Falências involuntárias estão autorizadas sob o código de falências em 11 USC § 303.
Quem pode e não pode ser colocado na falência involuntariamente?
Nem todas as entidades podem ser colocadas em um caso involuntário. A falência involuntária está proibida se o mutuário for um banco, companhia de seguros, organização sem fins lucrativos, cooperativa de crédito, agricultor, agricultor familiar, município ou outra unidade governamental.
A maioria dos casos involuntários é apresentada contra mutuários que são empresas. Casos involuntários contra indivíduos são raros. Indivíduos podem reivindicar isenções para proteger pelo menos alguns de seus ativos e manter esses ativos fora das mãos dos credores em um processo de falência. A menos que o indivíduo esteja bem e tenha muitos ativos desprotegidos, uma falência involuntária não valerá a pena.
Involuntários contra empresas são muito mais propensos a trazer satisfação para os credores, porque as empresas não podem isentar a propriedade.
Quem pode trazer uma falência involuntária?
Credores com “pé” podem arquivar uma falência involuntária. Para ter em pé, a dívida do credor deve atender a certos critérios:
- A dívida não pode ser contingente quanto à responsabilidade. Em outras palavras, não há condições que devem ser cumpridas antes que o devedor seja responsabilizado pela dívida. Por exemplo, a dívida pode ser contingente se for baseada em uma garantia que ainda não foi ativada.
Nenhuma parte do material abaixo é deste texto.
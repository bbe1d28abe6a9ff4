//! HTTP API surface.
//!
//! Thin pass-through over the task engine: request validation, route
//! declarations, and the wire shapes live here; all task semantics live in
//! the supervisor and orchestrator.

pub mod tasks;
pub mod types;

use std::sync::Arc;

use axum::{extract::State, routing::get, Json, Router};
use tower_http::trace::TraceLayer;

use crate::config::Config;
use crate::driver::AgentRuntime;
use crate::llm;
use crate::orchestrator::TaskOrchestrator;
use crate::supervisor::TaskSupervisor;

use self::types::HealthResponse;

/// Shared state handed to every handler.
pub struct AppState {
    pub config: Config,
    pub supervisor: TaskSupervisor,
    pub orchestrator: Arc<TaskOrchestrator>,
    pub runtime: Arc<dyn AgentRuntime>,
}

impl AppState {
    pub fn new(config: Config, runtime: Arc<dyn AgentRuntime>) -> Self {
        let supervisor = TaskSupervisor::new(config.task_retention);
        let orchestrator = Arc::new(TaskOrchestrator::new(
            config.clone(),
            runtime.clone(),
            supervisor.clone(),
        ));
        Self {
            config,
            supervisor,
            orchestrator,
            runtime,
        }
    }
}

/// Build the application router.
pub fn router(state: Arc<AppState>) -> Router {
    Router::new()
        .route("/health", get(health))
        .route("/providers", get(providers))
        .merge(tasks::routes())
        .layer(TraceLayer::new_for_http())
        .with_state(state)
}

/// Start the HTTP server.
pub async fn serve(config: Config, runtime: Arc<dyn AgentRuntime>) -> anyhow::Result<()> {
    let addr = format!("{}:{}", config.host, config.port);
    let state = Arc::new(AppState::new(config, runtime));
    let app = router(state);

    let listener = tokio::net::TcpListener::bind(&addr).await?;
    tracing::info!("Browser task API listening on {}", addr);
    axum::serve(listener, app).await?;
    Ok(())
}

/// Health check endpoint.
async fn health(State(state): State<Arc<AppState>>) -> Json<HealthResponse> {
    Json(HealthResponse {
        status: "healthy".to_string(),
        display: std::env::var("DISPLAY").unwrap_or_else(|_| "not set".to_string()),
        driver_version: state.runtime.version(),
    })
}

/// List available LLM providers and their default models.
async fn providers() -> Json<serde_json::Value> {
    let mut entries = serde_json::Map::new();
    for (name, info) in llm::catalog() {
        entries.insert(
            name.to_string(),
            serde_json::to_value(info).unwrap_or_default(),
        );
    }
    Json(serde_json::json!({
        "providers": entries,
        "recommended": "gemini",
        "fastest": "browseruse",
    }))
}
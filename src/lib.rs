//! # webpilot
//!
//! A self-hosted browser automation task service.
//!
//! This library provides:
//! - An HTTP API for submitting, bounding, and cancelling browser tasks
//! - Per-identity browser session persistence across independent task runs
//! - Reconciliation of driver-dropped downloads into per-task directories
//! - Deterministic result aggregation under partial telemetry
//!
//! ## Architecture
//!
//! A task flows through the engine as:
//! 1. The API accepts and validates a task request
//! 2. The supervisor registers it and runs it under a hard deadline
//! 3. The orchestrator restores session state, drives the external browser
//!    agent, exports state while the session is live, and always closes the
//!    browser
//! 4. Downloads are reconciled and the report is assembled, even when parts
//!    of the execution telemetry are unavailable
//!
//! The page-driving agent itself is an external collaborator behind the
//! traits in [`driver`].

pub mod api;
pub mod config;
pub mod downloads;
pub mod driver;
pub mod llm;
pub mod logging;
pub mod orchestrator;
pub mod report;
pub mod session;
pub mod supervisor;

pub use config::Config;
- A dívida não está sujeita a uma disputa de boa-fé quanto à validade ou existência da dívida.
Quantos credores são necessários?
Se o mutuário tiver 12 ou menos credores, a petição involuntária poderá ser apresentada por um credor com uma dívida de pelo menos US $ 15.775 (em março de 2018). O credor não pode ser um empregador, insider ou o cessionário de uma transferência evitável .
Se o mutuário tiver mais de 12 credores, três credores com um total de US $ 15.775 em dívida (em março de 2018) poderão entrar com a petição.
Se o mutuário é uma parceria, existem critérios adicionais para levar a ação involuntária.
O Mutuário pode se opor à petição involuntária?
Sim, o mutuário pode se opor à petição.
Uma vez que os credores tenham apresentado a petição, o mutuário tem 20 dias para responder. O mutuário frequentemente atacará a posição dos credores para apresentar a petição, alegar que as dívidas estão sujeitas a disputas ou que, de outra forma, não seriam elegíveis, tentar trazer evidências de que está pagando suas dívidas ou que a petição foi apresentada de má fé. Cabe ao juiz de falências decidir se permite a petição involuntária e se o caso avançará nos termos do Capítulo 7 ou do Capítulo 11. Se o caso avançar, o mutuário ficará obrigado a fazê-lo.
Os mutuários também podem optar por converter a petição de um caso involuntário para um voluntário, ou negociar com os credores para permitir que o caso avance como uma reorganização do Capítulo 11, se os credores o apresentaram como um Capítulo 7.
Se o tribunal rejeitar o caso involuntário
O tribunal de falências pode achar que o caso involuntário não foi devidamente apresentado e pode descartá-lo.
O tribunal tem autoridade para entrar com um julgamento contra os credores requerentes pelos custos do mutuário e honorários advocatícios. Se o tribunal considerar que o depósito foi feito de má fé, ele também poderá conceder indenizações compensatórias ou mesmo punitivas.
Para um relato das consequências de uma petição involuntária fracassada contra o empresário de Filadélfia Maury Rosenberg, que tem sido litigado e e-litigado por vários anos e ainda não está resolvido, veja o artigo de Minneapolis Star Tribune de 17 de julho de 2016, para os EUA. Bancorp e um empresário da Filadélfia, um caso de falência que não vai morrer.